Layered double hydroxide nanoparticles to enhance organ-specific targeting and the anti-proliferative effect of cisplatin

Abstract

To evaluate the role of charge in the nanoparticle distribution we modified the external surface of layered double hydroxide nanoparticles with various organic groups bearing different charges and further a near-infrared (NIR) fluorescent dye (Cy5.5) is conjugated in the layered structure to assess the biodistribution. The functionalized nanocomposites performed as highly efficient contrast agents since Cy5.5 molecule stabilization inside the layered structure can safeguard them from metabolization in the physiological environments. The cell viability, lactate dehydrogenase and hemolytic assays showed no cytotoxicity with an exceptionally low release of both lactate dehydrogenase and hemoglobin from the treated cells. The in vivo biodistribution results disclosed a high accumulation of positive amino-layered double hydroxides (LDHs) in the lungs. In contrast, there is a rapid clearance of negatively charged carboxylate-LDHs from blood flow by liver uptake. Interestingly neutral LDH-PEG5000 showed enhanced blood circulation time, without high fluorescent accumulation in the major organs. In vitro cellular uptake studies from flow cytometry are relevant to the interactions between the nanoparticle surfaces and various cell types and the data are relevant to effects observed for in vivo biodistribution. To further demonstrate that surface functionalization on LDH nanoparticles can promote targeted drug release, we further immobilized hydroxo-substituted cisplatin (CP) on carboxylate-modified LDHs by coordination bonding.
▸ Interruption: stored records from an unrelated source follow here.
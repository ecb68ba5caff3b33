//! SQLite storage backend.
//!
//! Each session row holds the full record as JSON plus the indexed columns
//! used for lookups. Completed rows are never rewritten: updates are guarded
//! by `status = 'active'` in the WHERE clause. Queries run on tokio's
//! blocking pool.

use std::path::Path;
use std::sync::Arc;

use async_trait::async_trait;
use rusqlite::{Connection, OptionalExtension};
use uuid::Uuid;

use curaloop_core::error::{CuraloopError, Result};
use curaloop_core::session::{ChatbotRecord, Session};

use crate::db::Database;
use crate::store::{ChatbotStore, SessionStore};

/// SQLite-backed [`SessionStore`] and [`ChatbotStore`].
#[derive(Debug, Clone)]
pub struct SqliteStore {
    db: Arc<Database>,
}

impl SqliteStore {
    pub fn new(db: Arc<Database>) -> Self {
        Self { db }
    }

    /// Open (or create) the database file at `path`.
    pub fn open(path: &Path) -> Result<Self> {
        Ok(Self::new(Arc::new(Database::new(path)?)))
    }

    pub fn in_memory() -> Result<Self> {
        Ok(Self::new(Arc::new(Database::in_memory()?)))
    }

    /// Run `f` against the connection on the blocking pool so SQLite I/O
    /// never stalls an async worker.
    async fn blocking<T, F>(&self, f: F) -> Result<T>
    where
        F: FnOnce(&Connection) -> Result<T> + Send + 'static,
        T: Send + 'static,
    {
        let db = Arc::clone(&self.db);
        tokio::task::spawn_blocking(move || db.with_conn(f))
            .await
            .map_err(|e| CuraloopError::Storage(format!("Database task panicked: {}", e)))?
    }
}

fn storage_err(e: rusqlite::Error) -> CuraloopError {
    CuraloopError::Storage(e.to_string())
}

fn is_unique_violation(e: &rusqlite::Error) -> bool {
    matches!(
        e,
        rusqlite::Error::SqliteFailure(err, _)
            if err.code == rusqlite::ErrorCode::ConstraintViolation
    )
}

#[async_trait]
impl SessionStore for SqliteStore {
    async fn get(&self, id: Uuid) -> Result<Option<Session>> {
        let body: Option<String> = self
            .blocking(move |conn| {
                conn.query_row(
                    "SELECT body FROM sessions WHERE id = ?1",
                    rusqlite::params![id.to_string()],
                    |row| row.get(0),
                )
                .optional()
                .map_err(storage_err)
            })
            .await?;

        match body {
            Some(body) => Ok(Some(serde_json::from_str(&body)?)),
            None => Ok(None),
        }
    }

    async fn create(&self, session: &Session) -> Result<()> {
        let body = serde_json::to_string(session)?;
        let id = session.id;
        let patient_id = session.patient_id.clone();
        let chat_type = session.chat_type.as_str();
        let status = session.status.as_str();
        let created_at = session.created_at.timestamp_millis();
        let updated_at = session.last_activity_at.timestamp_millis();

        self.blocking(move |conn| {
            conn.execute(
                "INSERT INTO sessions (id, patient_id, chat_type, status, created_at, updated_at, body)
                 VALUES (?1, ?2, ?3, ?4, ?5, ?6, ?7)",
                rusqlite::params![
                    id.to_string(),
                    patient_id,
                    chat_type,
                    status,
                    created_at,
                    updated_at,
                    body,
                ],
            )
            .map_err(|e| {
                if is_unique_violation(&e) {
                    CuraloopError::Integrity(format!("session {} already exists", id))
                } else {
                    CuraloopError::Storage(format!("Failed to create session: {}", e))
                }
            })?;
            Ok(())
        })
        .await
    }

    async fn put(&self, session: &Session) -> Result<()> {
        let body = serde_json::to_string(session)?;
        let id = session.id;
        let status = session.status.as_str();
        let updated_at = session.last_activity_at.timestamp_millis();

        self.blocking(move |conn| {
            let changed = conn
                .execute(
                    "UPDATE sessions
                     SET status = ?2, updated_at = ?3, body = ?4
                     WHERE id = ?1 AND status = 'active'",
                    rusqlite::params![id.to_string(), status, updated_at, body],
                )
                .map_err(|e| CuraloopError::Storage(format!("Failed to update session: {}", e)))?;

            if changed == 0 {
                return Err(CuraloopError::Integrity(format!(
                    "session {} is missing or completed and cannot be modified",
                    id
                )));
            }
            Ok(())
        })
        .await
    }

    async fn list_by_patient(&self, patient_id: &str, limit: usize) -> Result<Vec<Session>> {
        let patient_id = patient_id.to_string();
        let bodies: Vec<String> = self
            .blocking(move |conn| {
                let mut stmt = conn
                    .prepare(
                        "SELECT body FROM sessions
                         WHERE patient_id = ?1
                         ORDER BY created_at DESC, rowid DESC
                         LIMIT ?2",
                    )
                    .map_err(storage_err)?;

                let rows = stmt
                    .query_map(rusqlite::params![patient_id, limit as i64], |row| row.get(0))
                    .map_err(storage_err)?;

                let mut bodies = Vec::new();
                for row in rows {
                    bodies.push(row.map_err(storage_err)?);
                }
                Ok(bodies)
            })
            .await?;

        bodies
            .iter()
            .map(|body| serde_json::from_str(body).map_err(CuraloopError::from))
            .collect()
    }

    async fn count_by_patient(&self, patient_id: &str) -> Result<usize> {
        let patient_id = patient_id.to_string();
        let count: i64 = self
            .blocking(move |conn| {
                conn.query_row(
                    "SELECT COUNT(*) FROM sessions WHERE patient_id = ?1",
                    rusqlite::params![patient_id],
                    |row| row.get(0),
                )
                .map_err(storage_err)
            })
            .await?;
        Ok(count as usize)
    }
}

#[async_trait]
impl ChatbotStore for SqliteStore {
    async fn get_chatbot(&self, patient_id: &str) -> Result<Option<ChatbotRecord>> {
        let patient_id = patient_id.to_string();
        let body: Option<String> = self
            .blocking(move |conn| {
                conn.query_row(
                    "SELECT body FROM chatbots WHERE patient_id = ?1",
                    rusqlite::params![patient_id],
                    |row| row.get(0),
                )
                .optional()
                .map_err(storage_err)
            })
            .await?;

        match body {
            Some(body) => Ok(Some(serde_json::from_str(&body)?)),
            None => Ok(None),
        }
    }

    async fn put_chatbot(&self, record: &ChatbotRecord) -> Result<()> {
        let body = serde_json::to_string(record)?;
        let patient_id = record.patient_id.clone();
        let chatbot_id = record.chatbot_id.clone();
        let created_at = record.created_at.timestamp_millis();

        self.blocking(move |conn| {
            conn.execute(
                "INSERT INTO chatbots (patient_id, chatbot_id, created_at, body)
                 VALUES (?1, ?2, ?3, ?4)
                 ON CONFLICT(patient_id) DO UPDATE SET
                    chatbot_id = excluded.chatbot_id,
                    created_at = excluded.created_at,
                    body = excluded.body",
                rusqlite::params![patient_id, chatbot_id, created_at, body],
            )
            .map_err(|e| CuraloopError::Storage(format!("Failed to store chatbot: {}", e)))?;
            Ok(())
        })
        .await
    }

    async fn count_chatbots(&self) -> Result<usize> {
        let count: i64 = self
            .blocking(|conn| {
                conn.query_row("SELECT COUNT(*) FROM chatbots", [], |row| row.get(0))
                    .map_err(storage_err)
            })
            .await?;
        Ok(count as usize)
    }
}
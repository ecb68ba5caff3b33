//! API error types and JSON error response formatting.
//!
//! ApiError provides a consistent JSON error response format across all
//! endpoints. Engine errors are mapped by their [`ErrorKind`].

use axum::extract::rejection::JsonRejection;
use axum::http::StatusCode;
use axum::response::{IntoResponse, Response};
use axum::Json;
use serde::Serialize;

use curaloop_engine::{EngineError, ErrorKind};

/// JSON error response body.
#[derive(Debug, Serialize)]
pub struct ErrorBody {
    /// Machine-readable error code (e.g., "validation_error", "not_found").
    pub error: String,
    /// Human-readable error message.
    pub message: String,
    #[serde(skip_serializing_if = "Option::is_none")]
    pub details: Option<serde_json::Value>,
}

/// API error type that maps to HTTP status codes and JSON responses.
#[derive(Debug)]
pub enum ApiError {
    /// Body the JSON extractor refused, keeping axum's status (400, 413,
    /// 415 or 422).
    Rejected { status: StatusCode, message: String },
    /// Any error raised by the session engine.
    Engine(EngineError),
}

impl ApiError {
    fn status(&self) -> StatusCode {
        match self {
            ApiError::Rejected { status, .. } => *status,
            ApiError::Engine(err) => match err {
                EngineError::InvalidPlan(_) | EngineError::InvalidConfig(_) => {
                    StatusCode::UNPROCESSABLE_ENTITY
                }
                _ => match err.kind() {
                    ErrorKind::Validation => StatusCode::BAD_REQUEST,
                    ErrorKind::NotFound => StatusCode::NOT_FOUND,
                    ErrorKind::State => StatusCode::CONFLICT,
                    ErrorKind::Dependency => StatusCode::SERVICE_UNAVAILABLE,
                    ErrorKind::Integrity => StatusCode::INTERNAL_SERVER_ERROR,
                },
            },
        }
    }
}

impl IntoResponse for ApiError {
    fn into_response(self) -> Response {
        let status = self.status();
        let body = match self {
            ApiError::Rejected { message, .. } => ErrorBody {
                error: "bad_request".to_string(),
                message,
                details: None,
            },
            ApiError::Engine(err) => {
                let kind = err.kind();
                if kind == ErrorKind::Integrity {
                    tracing::error!(error = %err, "integrity violation");
                }
                ErrorBody {
                    error: kind.as_str().to_string(),
                    message: err.to_string(),
                    details: Some(serde_json::json!({ "retryable": kind.is_retryable() })),
                }
            }
        };

        (status, Json(body)).into_response()
    }
}

impl From<EngineError> for ApiError {
    fn from(err: EngineError) -> Self {
        ApiError::Engine(err)
    }
}

impl From<JsonRejection> for ApiError {
    fn from(rejection: JsonRejection) -> Self {
        ApiError::Rejected {
            status: rejection.status(),
            message: rejection.body_text(),
        }
    }
}
//! Cue vocabulary compiled from configuration.
//!
//! Single words are matched against whole tokens; entries containing a space
//! are matched as phrases against the normalized message.

use std::collections::{HashMap, HashSet};
use std::str::FromStr;
use std::sync::LazyLock;

use regex::Regex;
use tracing::warn;

use curaloop_core::config::CueConfig;
use curaloop_core::types::Category;

static TOKEN: LazyLock<Regex> =
    LazyLock::new(|| Regex::new(r"[a-z0-9]+(?:'[a-z]+)?").expect("valid token regex"));

/// Lowercase a message and fold typographic apostrophes.
pub fn normalize(text: &str) -> String {
    text.to_lowercase().replace(['\u{2019}', '\u{2018}'], "'")
}

/// Word tokens of an already normalized message.
pub fn tokens(normalized: &str) -> Vec<&str> {
    TOKEN.find_iter(normalized).map(|m| m.as_str()).collect()
}

#[derive(Debug, Clone, Default)]
struct CueList {
    words: HashSet<String>,
    phrases: Vec<String>,
}

impl CueList {
    fn new(entries: &[String]) -> Self {
        let mut list = CueList::default();
        for entry in entries {
            let entry = normalize(entry.trim());
            if entry.is_empty() {
                continue;
            }
            if entry.contains(' ') {
                list.phrases.push(entry);
            } else {
                list.words.insert(entry);
            }
        }
        list
    }

    fn has_word(&self, token: &str) -> bool {
        self.words.contains(token)
    }

    fn phrase_hits(&self, normalized: &str) -> usize {
        self.phrases
            .iter()
            .filter(|p| normalized.contains(p.as_str()))
            .count()
    }

    fn matches(&self, normalized: &str, tokens: &[&str]) -> bool {
        tokens.iter().any(|t| self.has_word(t)) || self.phrase_hits(normalized) > 0
    }
}

/// Raw cue counts for one message.
#[derive(Debug, Clone, Copy, Default, PartialEq, Eq)]
pub struct CueCounts {
    pub positive: usize,
    pub negative: usize,
    pub neutral: usize,
}

/// Sentiment and completion cues.
#[derive(Debug, Clone)]
pub struct CueSet {
    positive: CueList,
    negative: CueList,
    neutral: CueList,
    categories: HashMap<Category, CueList>,
}

impl CueSet {
    pub fn from_config(config: &CueConfig) -> Self {
        let mut categories = HashMap::new();
        for (name, entries) in &config.category {
            match Category::from_str(name) {
                Ok(category) => {
                    categories.insert(category, CueList::new(entries));
                }
                Err(e) => warn!("Ignoring completion cues: {}", e),
            }
        }
        Self {
            positive: CueList::new(&config.positive),
            negative: CueList::new(&config.negative),
            neutral: CueList::new(&config.neutral),
            categories,
        }
    }

    /// Count sentiment cues in a message.
    ///
    /// A positive word directly after a negative one ("not good") is absorbed
    /// by the negative and not counted.
    pub fn count(&self, message: &str) -> CueCounts {
        let normalized = normalize(message);
        let toks = tokens(&normalized);
        let mut counts = CueCounts {
            neutral: self.neutral.phrase_hits(&normalized),
            ..Default::default()
        };

        let mut prev_negative = false;
        for tok in &toks {
            if self.negative.has_word(tok) {
                counts.negative += 1;
                prev_negative = true;
                continue;
            }
            if self.positive.has_word(tok) && !prev_negative {
                counts.positive += 1;
            }
            if self.neutral.has_word(tok) {
                counts.neutral += 1;
            }
            prev_negative = false;
        }
        counts.positive += self.positive.phrase_hits(&normalized);
        counts.negative += self.negative.phrase_hits(&normalized);
        counts
    }

    /// Whether the message mentions a completion cue for `category`.
    pub fn mentions_category(&self, category: Category, message: &str) -> bool {
        let Some(list) = self.categories.get(&category) else {
            return false;
        };
        let normalized = normalize(message);
        list.matches(&normalized, &tokens(&normalized))
    }
}

impl Default for CueSet {
    fn default() -> Self {
        Self::from_config(&CueConfig::default())
    }
}

#[cfg(test)]
mod tests {
    use super::*;

    #[test]
    fn test_tokens_keep_contractions() {
        let n = normalize("I DON\u{2019}T know, can't say!");
        assert_eq!(tokens(&n), vec!["i", "don't", "know", "can't", "say"]);
    }

    #[test]
    fn test_counts() {
        let cues = CueSet::default();
        let c = cues.count("I took my medicine this morning");
        assert_eq!(c.positive, 1);
        assert_eq!(c.negative, 0);

        let c = cues.count("I don't know");
        assert_eq!(c.negative, 1);
        assert_eq!(c.neutral, 1);
    }

    #[test]
    fn test_negated_positive_is_absorbed() {
        let cues = CueSet::default();
        let c = cues.count("I am not well today");
        assert_eq!(c, CueCounts { positive: 0, negative: 1, neutral: 0 });
    }

    #[test]
    fn test_category_mentions() {
        let cues = CueSet::default();
        assert!(cues.mentions_category(Category::Medication, "Took the pills at 8"));
        assert!(!cues.mentions_category(Category::Medication, "I went for a walk"));
        assert!(cues.mentions_category(Category::PhysicalActivity, "I went for a walk"));
    }

    #[test]
    fn test_unknown_category_key_is_ignored() {
        let mut config = CueConfig::default();
        config
            .category
            .insert("astrology".to_string(), vec!["stars".to_string()]);
        let cues = CueSet::from_config(&config);
        assert!(cues.mentions_category(Category::Sleep, "slept fine"));
    }

    #[test]
    fn test_phrase_cues() {
        let config = CueConfig {
            positive: vec!["feeling great".to_string()],
            negative: vec![],
            neutral: vec![],
            category: Default::default(),
        };
        let cues = CueSet::from_config(&config);
        assert_eq!(cues.count("Honestly feeling great").positive, 1);
        assert!(!cues.mentions_category(Category::Medication, "took it"));
    }
}
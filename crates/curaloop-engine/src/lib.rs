//! Conversational session engine for Curaloop.
//!
//! Turns a treatment plan into an activity catalog, runs typed chat sessions
//! turn by turn, and summarizes them when they end.

pub mod catalog;
pub mod classifier;
pub mod cues;
pub mod engine;
pub mod error;
pub mod language;
pub mod locks;
pub mod openai;
pub mod prompts;
pub mod provider;
pub mod scheduler;
pub mod state_machine;
pub mod summary;
pub mod turn;
pub mod types;

pub use classifier::{Classification, LanguageModelClassifier, LexicalClassifier, TurnClassifier};
pub use cues::CueSet;
pub use engine::{ClassifierMode, EngineOptions, SessionEngine};
pub use error::{EngineError, ErrorKind, Result};
pub use language::{GuardedLanguage, LanguageError, LanguageModel, LanguageRequest, Message, Role};
pub use openai::HttpLanguageModel;
pub use provider::{PlanBundle, PlanProvider};
pub use types::{
    ChatbotInit, ChatbotState, ChatbotStatus, ContextMetadata, History, HistoryEntry, SessionEnd,
    SessionMetrics, SessionStart, TurnReply,
};
//! Curaloop API crate: axum HTTP transport over the session engine.
//!
//! Exposes chatbot initialization and status, session start/message/end and
//! session history as JSON endpoints, plus a health check.

pub mod error;
pub mod handlers;
pub mod rate_limit;
pub mod routes;
pub mod state;

pub use error::ApiError;
pub use routes::{create_router, start_server};
pub use state::AppState;
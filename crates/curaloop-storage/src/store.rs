//! Storage traits shared by every backend.

use async_trait::async_trait;
use uuid::Uuid;

use curaloop_core::error::Result;
use curaloop_core::session::{ChatbotRecord, Session};

/// Keyed store of sessions.
///
/// Backends must reject any write to a session whose stored status is
/// already completed with [`CuraloopError::Integrity`], so a closed
/// transcript can never change.
///
/// [`CuraloopError::Integrity`]: curaloop_core::error::CuraloopError::Integrity
#[async_trait]
pub trait SessionStore: Send + Sync {
    async fn get(&self, id: Uuid) -> Result<Option<Session>>;

    /// Insert a new session. Fails with an integrity error if the id exists.
    async fn create(&self, session: &Session) -> Result<()>;

    /// Replace an existing, still-active session.
    async fn put(&self, session: &Session) -> Result<()>;

    /// Most recent sessions first, at most `limit`.
    async fn list_by_patient(&self, patient_id: &str, limit: usize) -> Result<Vec<Session>>;

    async fn count_by_patient(&self, patient_id: &str) -> Result<usize>;
}

/// Keyed store of chatbot registrations, one per patient.
#[async_trait]
pub trait ChatbotStore: Send + Sync {
    async fn get_chatbot(&self, patient_id: &str) -> Result<Option<ChatbotRecord>>;

    /// Insert or replace the patient's chatbot.
    async fn put_chatbot(&self, record: &ChatbotRecord) -> Result<()>;

    async fn count_chatbots(&self) -> Result<usize>;
}

/// A backend that stores both sessions and chatbots.
pub trait Store: SessionStore + ChatbotStore {}

impl<T: SessionStore + ChatbotStore> Store for T {}
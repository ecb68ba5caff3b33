//! Session records and the values derived from them.
//!
//! A [`Session`] is the only mutable entity in the system. Everything else
//! in this module is computed once and never changed.

use std::collections::{BTreeMap, HashSet, VecDeque};
use std::fmt;

use chrono::{DateTime, Utc};
use serde::{Deserialize, Serialize};
use uuid::Uuid;

use crate::types::{Activity, ChatType, ChatbotConfig, CognitiveTier, TreatmentPlan};

// =============================================================================
// Turn analysis
// =============================================================================

#[derive(Clone, Copy, Debug, PartialEq, Eq, Hash, Serialize, Deserialize)]
#[serde(rename_all = "snake_case")]
pub enum Sentiment {
    Positive,
    Negative,
    Neutral,
}

impl Sentiment {
    pub fn is_negative(&self) -> bool {
        matches!(self, Sentiment::Negative)
    }
}

#[derive(Clone, Copy, Debug, PartialEq, Eq, Hash, Serialize, Deserialize)]
#[serde(rename_all = "snake_case")]
pub enum EngagementLevel {
    High,
    Medium,
    Low,
}

impl EngagementLevel {
    /// Weight used when averaging engagement across turns.
    pub fn weight(&self) -> u32 {
        match self {
            EngagementLevel::High => 3,
            EngagementLevel::Medium => 2,
            EngagementLevel::Low => 1,
        }
    }
}

/// Per-message classification, computed fresh each turn.
#[derive(Clone, Copy, Debug, PartialEq, Eq, Serialize, Deserialize)]
pub struct TurnAnalysis {
    pub sentiment: Sentiment,
    pub engagement: EngagementLevel,
    pub activity_completed: bool,
    /// Message length in characters.
    pub response_length: usize,
}

/// Where a chatbot reply came from.
#[derive(Clone, Copy, Debug, PartialEq, Eq, Serialize, Deserialize)]
#[serde(rename_all = "snake_case")]
pub enum ReplySource {
    LanguageModel,
    Fallback,
}

/// One patient-message/chatbot-reply pair.
#[derive(Clone, Debug, PartialEq, Serialize, Deserialize)]
pub struct TranscriptEntry {
    pub timestamp: DateTime<Utc>,
    pub patient_message: String,
    pub chatbot_response: String,
    pub analysis: TurnAnalysis,
    /// Activity at the head of the queue when the message arrived.
    #[serde(default, skip_serializing_if = "Option::is_none")]
    pub activity_id: Option<String>,
    pub reply_source: ReplySource,
}

// =============================================================================
// Session
// =============================================================================

#[derive(Clone, Copy, Debug, PartialEq, Eq, Hash, Serialize, Deserialize)]
#[serde(rename_all = "snake_case")]
pub enum SessionStatus {
    Active,
    Completed,
}

impl SessionStatus {
    pub fn as_str(&self) -> &'static str {
        match self {
            SessionStatus::Active => "active",
            SessionStatus::Completed => "completed",
        }
    }
}

impl fmt::Display for SessionStatus {
    fn fmt(&self, f: &mut fmt::Formatter<'_>) -> fmt::Result {
        f.write_str(self.as_str())
    }
}

/// Metrics captured at the moment an activity is completed.
#[derive(Clone, Copy, Debug, PartialEq, Eq, Serialize, Deserialize)]
pub struct CompletionMetrics {
    pub sentiment: Sentiment,
    pub engagement: EngagementLevel,
    pub response_length: usize,
}

#[derive(Clone, Debug, PartialEq, Serialize, Deserialize)]
pub struct CompletedActivity {
    pub activity_id: String,
    pub title: String,
    pub completed_at: DateTime<Utc>,
    pub patient_response: String,
    pub metrics: CompletionMetrics,
}

/// One bounded conversation executing a subset of a patient's activities.
#[derive(Clone, Debug, PartialEq, Serialize, Deserialize)]
pub struct Session {
    pub id: Uuid,
    pub patient_id: String,
    pub chat_type: ChatType,
    pub status: SessionStatus,
    pub created_at: DateTime<Utc>,
    pub last_activity_at: DateTime<Utc>,
    #[serde(default, skip_serializing_if = "Option::is_none")]
    pub ended_at: Option<DateTime<Utc>>,
    /// Snapshot of the activities queued when the session started.
    pub activities: Vec<Activity>,
    pub pending: VecDeque<String>,
    pub completed: Vec<CompletedActivity>,
    pub transcript: Vec<TranscriptEntry>,
    /// Follow-up questions already asked per activity.
    #[serde(default)]
    pub follow_up_attempts: BTreeMap<String, u32>,
    /// Crisis sessions answer a triage question before the queue starts.
    #[serde(default)]
    pub triage_pending: bool,
    #[serde(default, skip_serializing_if = "Option::is_none")]
    pub summary: Option<SessionSummary>,
}

impl Session {
    /// Create an active session queuing `activities` in order.
    pub fn new(
        id: Uuid,
        patient_id: impl Into<String>,
        chat_type: ChatType,
        activities: Vec<Activity>,
        now: DateTime<Utc>,
    ) -> Self {
        let pending = activities.iter().map(|a| a.id.clone()).collect();
        Self {
            id,
            patient_id: patient_id.into(),
            chat_type,
            status: SessionStatus::Active,
            created_at: now,
            last_activity_at: now,
            ended_at: None,
            activities,
            pending,
            completed: Vec::new(),
            transcript: Vec::new(),
            follow_up_attempts: BTreeMap::new(),
            triage_pending: chat_type == ChatType::CrisisSupport,
            summary: None,
        }
    }

    pub fn is_completed(&self) -> bool {
        self.status == SessionStatus::Completed
    }

    pub fn activity(&self, id: &str) -> Option<&Activity> {
        self.activities.iter().find(|a| a.id == id)
    }

    /// Activity at the head of the pending queue.
    pub fn current_activity(&self) -> Option<&Activity> {
        self.pending.front().and_then(|id| self.activity(id))
    }

    /// Check that every queued activity is in exactly one of pending or
    /// completed.
    pub fn check_invariants(&self) -> Result<(), String> {
        let pending: HashSet<&str> = self.pending.iter().map(String::as_str).collect();
        let completed: HashSet<&str> = self
            .completed
            .iter()
            .map(|c| c.activity_id.as_str())
            .collect();

        if pending.len() != self.pending.len() {
            return Err("duplicate activity in pending queue".to_string());
        }
        if completed.len() != self.completed.len() {
            return Err("activity completed more than once".to_string());
        }
        if let Some(both) = pending.intersection(&completed).next() {
            return Err(format!("activity {} is both pending and completed", both));
        }
        let queued: HashSet<&str> = self.activities.iter().map(|a| a.id.as_str()).collect();
        let tracked: HashSet<&str> = pending.union(&completed).copied().collect();
        if queued != tracked {
            return Err("pending and completed do not cover the queued activities".to_string());
        }
        Ok(())
    }
}

// =============================================================================
// Summary
// =============================================================================

#[derive(Clone, Copy, Debug, Default, PartialEq, Eq, Serialize, Deserialize)]
pub struct SentimentDistribution {
    pub positive: usize,
    pub negative: usize,
    pub neutral: usize,
}

impl SentimentDistribution {
    pub fn record(&mut self, sentiment: Sentiment) {
        match sentiment {
            Sentiment::Positive => self.positive += 1,
            Sentiment::Negative => self.negative += 1,
            Sentiment::Neutral => self.neutral += 1,
        }
    }

    pub fn total(&self) -> usize {
        self.positive + self.negative + self.neutral
    }
}

#[derive(Clone, Debug, PartialEq, Serialize, Deserialize)]
pub struct CompletedActivitySummary {
    pub activity_id: String,
    pub title: String,
    pub completed_at: DateTime<Utc>,
    pub metrics: CompletionMetrics,
}

/// End-of-session report, computed once from the stored transcript.
#[derive(Clone, Debug, PartialEq, Serialize, Deserialize)]
pub struct SessionSummary {
    pub session_id: Uuid,
    pub patient_id: String,
    pub chat_type: ChatType,
    pub started_at: DateTime<Utc>,
    pub ended_at: DateTime<Utc>,
    pub duration_secs: i64,
    pub duration_minutes: f64,
    pub activities_attempted: usize,
    pub activities_completed: usize,
    pub completed_activities: Vec<CompletedActivitySummary>,
    pub total_interactions: usize,
    pub sentiment_distribution: SentimentDistribution,
    pub overall_engagement: EngagementLevel,
    pub recommendations: Vec<String>,
}

// =============================================================================
// Chatbot registration
// =============================================================================

/// A patient's chatbot: plan, configuration, and the catalog built from them.
#[derive(Clone, Debug, PartialEq, Serialize, Deserialize)]
pub struct ChatbotRecord {
    pub chatbot_id: String,
    pub patient_id: String,
    pub created_at: DateTime<Utc>,
    pub tier: CognitiveTier,
    #[serde(default)]
    pub portfolio: serde_json::Value,
    pub plan: TreatmentPlan,
    pub config: ChatbotConfig,
    pub catalog: Vec<Activity>,
}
Due to the ideal cleaving property of the carboxylate group the coordinated CP can be efficiently released by the increase of acidic proton and Cl⁻ concentration in the endosomal environment. Functionalized LDHs can be successfully employed as targeted drug delivery systems. When the LDH–CP complex accumulate primarily in the targeted organ, the high positive charge on the framework of LDHs cause susceptibility to rapid endocytosis, which facilitates sustained drug release with minimal systemic toxicity providing the apt treatment in the targeted organ.